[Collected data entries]
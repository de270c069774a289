//! Bulk import of message lists from JSON documents.
//!
//! A batch is validated completely before the store is touched: either every
//! element is appended in order, or nothing changes and every failing element
//! is reported.

use std::path::Path;

use chatmock_shared::constants::SAMPLE_IMPORT;
use chatmock_shared::validate::{check_import_file, parse_bulk_import};
use chatmock_shared::MessageId;
use serde::Serialize;
use tracing::warn;

use crate::commands::messaging::notify;
use crate::error::Result;
use crate::state::Session;

#[derive(Debug, Clone, Serialize)]
#[serde(rename_all = "camelCase")]
pub struct ImportSummary {
    pub imported: usize,
    pub message_ids: Vec<MessageId>,
}

/// Validate and append a JSON array of message descriptors.
pub fn import_json(session: &mut Session, text: &str) -> Result<ImportSummary> {
    let descriptors = parse_bulk_import(text).map_err(|e| {
        warn!(error = %e, "Import rejected");
        e
    })?;
    let message_ids = session.conversation.add_bulk_messages(&descriptors)?;

    notify(session, "imported");

    Ok(ImportSummary {
        imported: message_ids.len(),
        message_ids,
    })
}

/// Read a `.json` file (or one whose MIME type mentions JSON) and import it.
pub async fn import_file(
    session: &mut Session,
    path: impl AsRef<Path>,
    mime_type: Option<&str>,
) -> Result<ImportSummary> {
    let path = path.as_ref();
    let file_name = path
        .file_name()
        .and_then(|n| n.to_str())
        .unwrap_or_default();
    check_import_file(file_name, mime_type)?;

    let text = tokio::fs::read_to_string(path).await?;
    import_json(session, &text)
}

/// Load the documented two-message example.
pub fn import_sample(session: &mut Session) -> Result<ImportSummary> {
    import_json(session, SAMPLE_IMPORT)
}

#[cfg(test)]
mod tests {
    use chatmock_shared::ImportError;
    use chatmock_store::Conversation;
    use serde_json::json;

    use super::*;
    use crate::error::ClientError;

    fn text(content: &str, time: &str) -> serde_json::Value {
        json!({ "type": "text", "content": content, "isUserMessage": true, "time": time })
    }

    #[test]
    fn partial_batch_is_rejected_whole() {
        let mut session = Session::default();
        import_json(&mut session, &json!([text("keep", "10:00")]).to_string()).unwrap();

        let doc = json!([
            text("ok", "10:01"),
            { "type": "text", "content": "", "isUserMessage": true, "time": "10:02" }
        ]);
        let err = import_json(&mut session, &doc.to_string()).unwrap_err();

        let ClientError::Import(ImportError::Validation(failures)) = err else {
            panic!("expected validation failure");
        };
        assert_eq!(failures.len(), 1);
        assert_eq!(failures[0].index, 1);
        assert_eq!(failures[0].error.field, "content");
        assert_eq!(session.conversation().len(), 1);
    }

    #[test]
    fn valid_batch_appends_in_order() {
        let mut session = Session::default();
        let doc = json!([text("one", "10:00"), text("two", "10:00")]);
        let summary = import_json(&mut session, &doc.to_string()).unwrap();

        assert_eq!(summary.imported, 2);
        let contents: Vec<_> = session
            .conversation()
            .messages()
            .iter()
            .filter_map(|m| m.content())
            .collect();
        assert_eq!(contents, ["one", "two"]);
    }

    #[test]
    fn empty_array_is_rejected() {
        let mut session = Session::default();
        let err = import_json(&mut session, "[]").unwrap_err();
        assert!(err.to_string().contains("At least one message is required"));
        assert!(session.conversation().is_empty());
    }

    #[test]
    fn fifty_messages_get_distinct_ids() {
        let mut session = Session::default();
        let doc: Vec<_> = (0..50).map(|i| text(&format!("m{i}"), "12:00")).collect();
        let summary = import_json(&mut session, &json!(doc).to_string()).unwrap();

        let mut ids = summary.message_ids.clone();
        ids.sort();
        ids.dedup();
        assert_eq!(ids.len(), 50);
    }

    #[test]
    fn not_json_is_reported_as_such() {
        let mut session = Session::default();
        let err = import_json(&mut session, "{ not json").unwrap_err();
        assert!(matches!(err, ClientError::Import(ImportError::InvalidJson(_))));
    }

    #[test]
    fn missing_participants_block_import() {
        let mut session = Session::default().with_conversation(Conversation::new());
        let err = import_sample(&mut session).unwrap_err();
        assert!(matches!(err, ClientError::Store(_)));
    }

    #[test]
    fn sample_imports_cleanly() {
        let mut session = Session::default();
        assert_eq!(import_sample(&mut session).unwrap().imported, 2);
        let url = session.conversation().messages()[1].image_url().unwrap();
        assert!(url.starts_with("data:image/png"));
    }

    #[tokio::test]
    async fn import_file_reads_json() {
        let dir = tempfile::tempdir().unwrap();
        let path = dir.path().join("chat.json");
        tokio::fs::write(&path, SAMPLE_IMPORT).await.unwrap();

        let mut session = Session::default();
        let summary = import_file(&mut session, &path, None).await.unwrap();
        assert_eq!(summary.imported, 2);
    }

    #[tokio::test]
    async fn import_file_accepts_json_mime() {
        let dir = tempfile::tempdir().unwrap();
        let path = dir.path().join("export.txt");
        tokio::fs::write(&path, SAMPLE_IMPORT).await.unwrap();

        let mut session = Session::default();
        assert!(import_file(&mut session, &path, Some("application/json")).await.is_ok());
    }

    #[tokio::test]
    async fn import_file_rejects_other_files_before_reading() {
        let mut session = Session::default();
        let err = import_file(&mut session, "/does/not/exist/notes.txt", Some("text/plain"))
            .await
            .unwrap_err();
        assert!(matches!(err, ClientError::Import(ImportError::UnsupportedFile(_))));

        let err = import_file(&mut session, "/does/not/exist/chat.json", None)
            .await
            .unwrap_err();
        assert!(matches!(err, ClientError::Io(_)));
    }
}
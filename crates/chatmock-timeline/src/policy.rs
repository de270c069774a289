//! Skin-specific grouping policies.
//!
//! Each skin picks one of these by name. Only [`exact_minute_hints`] is the
//! shared contract; the others are presentation overrides and never change
//! the core rules in [`crate::hints`].

use chatmock_store::Message;
use chrono::{Duration, NaiveDate, NaiveDateTime};
use serde::Serialize;

use crate::hints::{timeline_hints, DisplayHints};

/// Discord folds follow-up messages from one author into a block for five minutes.
pub const DISCORD_GROUP_WINDOW_SECS: i64 = 5 * 60;

/// Same-sender, same-minute grouping (KakaoTalk, Instagram).
pub fn exact_minute_hints(messages: &[Message]) -> Vec<DisplayHints> {
    timeline_hints(messages)
}

/// Sender block hidden while the same author keeps posting within `window`
/// of the previous message. Time labels stay on every message and there is
/// no speaker-change gap (Discord).
pub fn rolling_window_hints(messages: &[Message], window: Duration) -> Vec<DisplayHints> {
    messages
        .iter()
        .enumerate()
        .map(|(i, message)| {
            let grouped = i
                .checked_sub(1)
                .and_then(|p| messages.get(p))
                .is_some_and(|prev| {
                    let elapsed = message.timestamp - prev.timestamp;
                    prev.sender.id == message.sender.id
                        && elapsed >= Duration::zero()
                        && elapsed < window
                });
            DisplayHints {
                show_sender_info: !grouped,
                show_timestamp: true,
                separator_before: false,
            }
        })
        .collect()
}

/// [`rolling_window_hints`] with the Discord window.
pub fn discord_hints(messages: &[Message]) -> Vec<DisplayHints> {
    rolling_window_hints(messages, Duration::seconds(DISCORD_GROUP_WINDOW_SECS))
}

/// No sender blocks or gaps; time labels follow the exact-minute rule (Telegram).
pub fn timestamp_only_hints(messages: &[Message]) -> Vec<DisplayHints> {
    timeline_hints(messages)
        .into_iter()
        .map(|h| DisplayHints {
            show_sender_info: false,
            separator_before: false,
            ..h
        })
        .collect()
}

/// A run of consecutive messages sent on one calendar day.
#[derive(Debug, Clone, PartialEq, Eq, Serialize)]
#[serde(rename_all = "camelCase")]
pub struct DaySection {
    pub date: NaiveDate,
    /// Timestamp of the first message, used for the section header.
    pub opened_at: NaiveDateTime,
    pub entries: Vec<SectionEntry>,
}

#[derive(Debug, Clone, Copy, PartialEq, Eq, Serialize)]
#[serde(rename_all = "camelCase")]
pub struct SectionEntry {
    /// Index into the message list.
    pub index: usize,
    /// Draw the bubble tail: last in the section or the side changes next.
    pub show_tail: bool,
}

/// Split the list into day sections (Apple Messages).
///
/// Sections follow list order; a day that reappears later opens a new one.
pub fn day_sections(messages: &[Message]) -> Vec<DaySection> {
    let mut sections: Vec<DaySection> = Vec::new();

    for (index, message) in messages.iter().enumerate() {
        let date = message.timestamp.date();
        match sections.last_mut() {
            Some(section) if section.date == date => section.entries.push(SectionEntry {
                index,
                show_tail: false,
            }),
            _ => sections.push(DaySection {
                date,
                opened_at: message.timestamp,
                entries: vec![SectionEntry {
                    index,
                    show_tail: false,
                }],
            }),
        }
    }

    for section in &mut sections {
        let count = section.entries.len();
        for pos in 0..count {
            let is_last = pos + 1 == count;
            let side_changes = !is_last && {
                let here = &messages[section.entries[pos].index];
                let next = &messages[section.entries[pos + 1].index];
                here.is_user != next.is_user
            };
            section.entries[pos].show_tail = is_last || side_changes;
        }
    }

    sections
}

#[cfg(test)]
mod tests {
    use super::*;
    use crate::hints::fixtures::{at, msg};
    use chrono::NaiveDate;

    #[test]
    fn exact_minute_matches_core() {
        let messages = vec![msg("1", "me", at(10, 0, 0)), msg("2", "me", at(10, 0, 30))];
        assert_eq!(exact_minute_hints(&messages), timeline_hints(&messages));
    }

    #[test]
    fn discord_groups_within_five_minutes() {
        let messages = vec![
            msg("1", "me", at(10, 0, 0)),
            msg("2", "me", at(10, 4, 59)),
            msg("3", "me", at(10, 9, 59)),
            msg("4", "other", at(10, 10, 0)),
            msg("5", "me", at(10, 10, 30)),
        ];
        let hints = discord_hints(&messages);
        let senders: Vec<_> = hints.iter().map(|h| h.show_sender_info).collect();
        assert_eq!(senders, [true, false, true, true, true]);
        assert!(hints.iter().all(|h| h.show_timestamp && !h.separator_before));
    }

    #[test]
    fn rolling_window_ignores_backwards_time() {
        let messages = vec![msg("1", "me", at(10, 5, 0)), msg("2", "me", at(10, 4, 0))];
        let hints = rolling_window_hints(&messages, Duration::minutes(5));
        assert!(hints[1].show_sender_info);
    }

    #[test]
    fn telegram_only_keeps_timestamp_rule() {
        let messages = vec![
            msg("1", "other", at(9, 41, 0)),
            msg("2", "other", at(9, 41, 20)),
            msg("3", "me", at(9, 42, 0)),
        ];
        let hints = timestamp_only_hints(&messages);
        assert!(hints.iter().all(|h| !h.show_sender_info && !h.separator_before));
        let stamps: Vec<_> = hints.iter().map(|h| h.show_timestamp).collect();
        assert_eq!(stamps, [false, true, true]);
    }

    #[test]
    fn day_sections_and_tails() {
        let next_day = NaiveDate::from_ymd_opt(2024, 5, 2)
            .unwrap()
            .and_hms_opt(8, 0, 0)
            .unwrap();
        let messages = vec![
            msg("1", "me", at(10, 0, 0)),
            msg("2", "me", at(10, 1, 0)),
            msg("3", "other", at(10, 2, 0)),
            msg("4", "other", next_day),
        ];

        let sections = day_sections(&messages);
        assert_eq!(sections.len(), 2);
        assert_eq!(sections[0].opened_at, at(10, 0, 0));

        let tails: Vec<_> = sections[0].entries.iter().map(|e| e.show_tail).collect();
        assert_eq!(tails, [false, true, true]);
        assert_eq!(
            sections[1].entries,
            vec![SectionEntry {
                index: 3,
                show_tail: true
            }]
        );
    }

    #[test]
    fn day_sections_empty() {
        assert!(day_sections(&[]).is_empty());
    }
}
use tracing::info;

use crate::conversation::Conversation;
use crate::error::{Result, StoreError};
use crate::models::Participant;

impl Conversation {
    /// Replace both participants and re-derive every message's sender.
    ///
    /// Each message keeps its `is_user` flag; only `sender` follows it. This is
    /// the one path that changes senders outside an explicit message edit.
    pub fn update_participants(&mut self, current: Participant, other: Participant) -> Result<()> {
        if current.id == other.id {
            return Err(StoreError::DuplicateParticipantId(current.id));
        }

        for message in &mut self.messages {
            message.sender = if message.is_user {
                current.clone()
            } else {
                other.clone()
            };
        }

        info!(
            current = %current.id,
            other = %other.id,
            messages = self.messages.len(),
            "Participants updated"
        );
        self.current = Some(current);
        self.other = Some(other);
        Ok(())
    }
}

#[cfg(test)]
mod tests {
    use chatmock_shared::{ClockTime, MessageDescriptor};

    use super::*;

    fn seeded() -> Conversation {
        let mut c = Conversation::with_default_participants();
        let t = ClockTime::new(10, 0).unwrap();
        c.add_bulk_messages(&[
            MessageDescriptor::text(true, t, "one"),
            MessageDescriptor::text(false, t, "two"),
            MessageDescriptor::image(true, t, "a.png", "a"),
        ])
        .unwrap();
        c
    }

    #[test]
    fn senders_follow_is_user_flags() {
        let mut c = seeded();
        let flags_before: Vec<_> = c.messages().iter().map(|m| m.is_user).collect();

        let a2 = Participant::new("alice", "Alice").with_avatar("alice.png");
        let b2 = Participant::new("bob", "Bob");
        c.update_participants(a2.clone(), b2.clone()).unwrap();

        for m in c.messages() {
            if m.is_user {
                assert_eq!(m.sender, a2);
            } else {
                assert_eq!(m.sender, b2);
            }
        }
        let flags_after: Vec<_> = c.messages().iter().map(|m| m.is_user).collect();
        assert_eq!(flags_before, flags_after);
        assert_eq!(c.current_user(), Some(&a2));
        assert_eq!(c.other_user(), Some(&b2));
    }

    #[test]
    fn duplicate_ids_leave_state_untouched() {
        let mut c = seeded();
        let before = c.messages().to_vec();

        let err = c
            .update_participants(Participant::new("x", "A"), Participant::new("x", "B"))
            .unwrap_err();
        assert_eq!(err, StoreError::DuplicateParticipantId("x".into()));
        assert_eq!(c.messages(), before.as_slice());
        assert_eq!(c.current_user().unwrap().id.as_str(), "me");
    }
}
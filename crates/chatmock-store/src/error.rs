use chatmock_shared::ParticipantId;
use thiserror::Error;

/// Errors produced by the store layer.
#[derive(Error, Debug, Clone, PartialEq, Eq)]
pub enum StoreError {
    /// A message was added or re-assigned before both participants exist.
    #[error("Both participants must be set before adding or editing messages")]
    MissingParticipants,

    /// The two participants of a conversation must be distinguishable.
    #[error("Participants must have distinct ids (both are '{0}')")]
    DuplicateParticipantId(ParticipantId),
}

/// Convenience alias used throughout the crate.
pub type Result<T> = std::result::Result<T, StoreError>;
//! Validation of untrusted message, edit, import and profile input.
//!
//! Every check runs before the store is touched. Violations are collected in
//! rule order (time, sender flag, payload, type) rather than stopping at the
//! first one, so the UI can show them all at once.

use serde_json::{json, Map, Value};

use crate::constants::{DEFAULT_IMAGE_ALT, MIN_MESSAGES_ERROR, NOT_AN_ARRAY_ERROR};
use crate::descriptor::{
    DescriptorBody, MessageDescriptor, MessageForm, MessagePatch, ParticipantProfile, ProfileEntry,
    ProfileForm,
};
use crate::error::{FieldError, ImportError, ValidationError, ValidationErrors};
use crate::types::{ClockTime, MessageKind};

/// Validate one message descriptor given as a JSON object.
pub fn validate_message(value: &Value) -> Result<MessageDescriptor, ValidationErrors> {
    let obj = as_object(value)?;
    let mut errors = Vec::new();

    let time = match obj.get("time").and_then(Value::as_str).and_then(ClockTime::parse) {
        Some(t) => Some(t),
        None => {
            errors.push(ValidationError::time_format("time"));
            None
        }
    };

    let is_user_message = match obj.get("isUserMessage") {
        Some(Value::Bool(b)) => Some(*b),
        _ => {
            errors.push(ValidationError::not_boolean("isUserMessage"));
            None
        }
    };

    let content = optional_str(obj, "content", &mut errors);
    let image_url = optional_str(obj, "imageUrl", &mut errors);
    let image_alt = optional_str(obj, "imageAlt", &mut errors);

    let body = match message_kind(obj) {
        Some(MessageKind::Text) => match content {
            Some(c) if !c.trim().is_empty() => Some(DescriptorBody::Text {
                content: c.to_string(),
            }),
            _ => {
                push_unless_reported(&mut errors, ValidationError::content_required());
                None
            }
        },
        Some(MessageKind::Image) => match image_url {
            Some(url) if !url.is_empty() => Some(DescriptorBody::Image {
                image_url: url.to_string(),
                alt: alt_or_default(image_alt),
            }),
            _ => {
                push_unless_reported(&mut errors, ValidationError::image_required());
                None
            }
        },
        None => {
            errors.push(ValidationError::invalid_type());
            None
        }
    };

    match (time, is_user_message, body) {
        (Some(time), Some(is_user_message), Some(body)) if errors.is_empty() => {
            Ok(MessageDescriptor {
                is_user_message,
                time,
                body,
            })
        }
        _ => Err(ValidationErrors(errors)),
    }
}

/// Validate a typed form submission from the message composer.
pub fn validate_form(form: &MessageForm) -> Result<MessageDescriptor, ValidationErrors> {
    validate_message(&json!({
        "type": form.kind,
        "isUserMessage": form.is_user_message,
        "content": form.content,
        "imageUrl": form.image_url,
        "imageAlt": form.image_alt,
        "time": form.time,
    }))
}

/// Validate a partial edit. Only present fields are checked and carried over.
pub fn validate_patch(value: &Value) -> Result<MessagePatch, ValidationErrors> {
    let obj = as_object(value)?;
    let mut errors = Vec::new();
    let mut patch = MessagePatch::default();

    if let Some(raw) = present(obj, "time") {
        match raw.as_str().and_then(ClockTime::parse) {
            Some(t) => patch.time = Some(t),
            None => errors.push(ValidationError::time_format("time")),
        }
    }

    if let Some(raw) = present(obj, "isUserMessage") {
        match raw {
            Value::Bool(b) => patch.is_user_message = Some(*b),
            _ => errors.push(ValidationError::not_boolean("isUserMessage")),
        }
    }

    let content = optional_str(obj, "content", &mut errors);
    let image_url = optional_str(obj, "imageUrl", &mut errors);
    let image_alt = optional_str(obj, "imageAlt", &mut errors);

    if let Some(c) = content {
        if c.trim().is_empty() {
            errors.push(ValidationError::content_required());
        } else {
            patch.content = Some(c.to_string());
        }
    }

    if let Some(url) = image_url {
        if url.is_empty() {
            errors.push(ValidationError::image_required());
        } else {
            patch.image_url = Some(url.to_string());
        }
    }

    patch.image_alt = image_alt.map(str::to_string);

    if present(obj, "type").is_some() {
        match message_kind(obj) {
            Some(MessageKind::Text) if content.is_none() => {
                push_unless_reported(&mut errors, ValidationError::content_required());
            }
            Some(MessageKind::Image) if image_url.is_none() => {
                push_unless_reported(&mut errors, ValidationError::image_required());
            }
            Some(kind) => patch.kind = Some(kind),
            None => errors.push(ValidationError::invalid_type()),
        }
    }

    if errors.is_empty() {
        Ok(patch)
    } else {
        Err(ValidationErrors(errors))
    }
}

/// Accept a file for bulk import by extension or MIME type.
pub fn check_import_file(file_name: &str, mime_type: Option<&str>) -> Result<(), ImportError> {
    let by_name = file_name.to_ascii_lowercase().ends_with(".json");
    let by_mime = mime_type.is_some_and(|m| m.contains("json"));
    if by_name || by_mime {
        Ok(())
    } else {
        Err(ImportError::UnsupportedFile(file_name.to_string()))
    }
}

/// Parse and validate a bulk import document.
///
/// Nothing is returned unless every element is valid, so a caller can never
/// apply half of a rejected batch.
pub fn parse_bulk_import(text: &str) -> Result<Vec<MessageDescriptor>, ImportError> {
    let value: Value = serde_json::from_str(text)?;
    validate_bulk(&value)
}

/// Validate an already-parsed bulk import document.
pub fn validate_bulk(value: &Value) -> Result<Vec<MessageDescriptor>, ImportError> {
    let items = value
        .as_array()
        .ok_or_else(|| ImportError::Shape(NOT_AN_ARRAY_ERROR.to_string()))?;
    if items.is_empty() {
        return Err(ImportError::Shape(MIN_MESSAGES_ERROR.to_string()));
    }

    let mut descriptors = Vec::with_capacity(items.len());
    let mut failures = Vec::new();
    for (index, item) in items.iter().enumerate() {
        match validate_message(item) {
            Ok(d) => descriptors.push(d),
            Err(errors) => failures.extend(
                errors
                    .0
                    .into_iter()
                    .map(|error| FieldError { index, error }),
            ),
        }
    }

    if failures.is_empty() {
        Ok(descriptors)
    } else {
        Err(ImportError::Validation(failures))
    }
}

/// Validate the participant update form. Both names are required.
pub fn validate_profile(
    form: &ProfileForm,
) -> Result<(ParticipantProfile, ParticipantProfile), ValidationErrors> {
    let mut errors = Vec::new();
    let current = profile_entry(&form.current_user, "currentUser.name", &mut errors);
    let other = profile_entry(&form.other_user, "otherUser.name", &mut errors);
    match (current, other) {
        (Some(current), Some(other)) => Ok((current, other)),
        _ => Err(ValidationErrors(errors)),
    }
}

fn profile_entry(
    entry: &ProfileEntry,
    field: &str,
    errors: &mut Vec<ValidationError>,
) -> Option<ParticipantProfile> {
    let name = entry.name.trim();
    if name.is_empty() {
        errors.push(ValidationError::name_required(field));
        return None;
    }
    Some(ParticipantProfile {
        name: name.to_string(),
        avatar: entry.avatar.clone().filter(|a| !a.is_empty()),
    })
}

fn as_object(value: &Value) -> Result<&Map<String, Value>, ValidationErrors> {
    value
        .as_object()
        .ok_or_else(|| ValidationErrors(vec![ValidationError::new("message", "expected an object")]))
}

// JSON `null` counts as absent, as form libraries send it for empty inputs.
fn present<'a>(obj: &'a Map<String, Value>, field: &str) -> Option<&'a Value> {
    obj.get(field).filter(|v| !v.is_null())
}

fn optional_str<'a>(
    obj: &'a Map<String, Value>,
    field: &str,
    errors: &mut Vec<ValidationError>,
) -> Option<&'a str> {
    let value = present(obj, field)?;
    let s = value.as_str();
    if s.is_none() {
        errors.push(ValidationError::not_a_string(field));
    }
    s
}

fn message_kind(obj: &Map<String, Value>) -> Option<MessageKind> {
    obj.get("type")
        .and_then(Value::as_str)
        .and_then(|s| s.parse().ok())
}

fn push_unless_reported(errors: &mut Vec<ValidationError>, error: ValidationError) {
    if !errors.iter().any(|e| e.field == error.field) {
        errors.push(error);
    }
}

fn alt_or_default(alt: Option<&str>) -> String {
    match alt {
        Some(a) if !a.is_empty() => a.to_string(),
        _ => DEFAULT_IMAGE_ALT.to_string(),
    }
}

What the task requires → Among the lines of the entries, count those containing the string "warn" and give only the number.

Worked solution → 2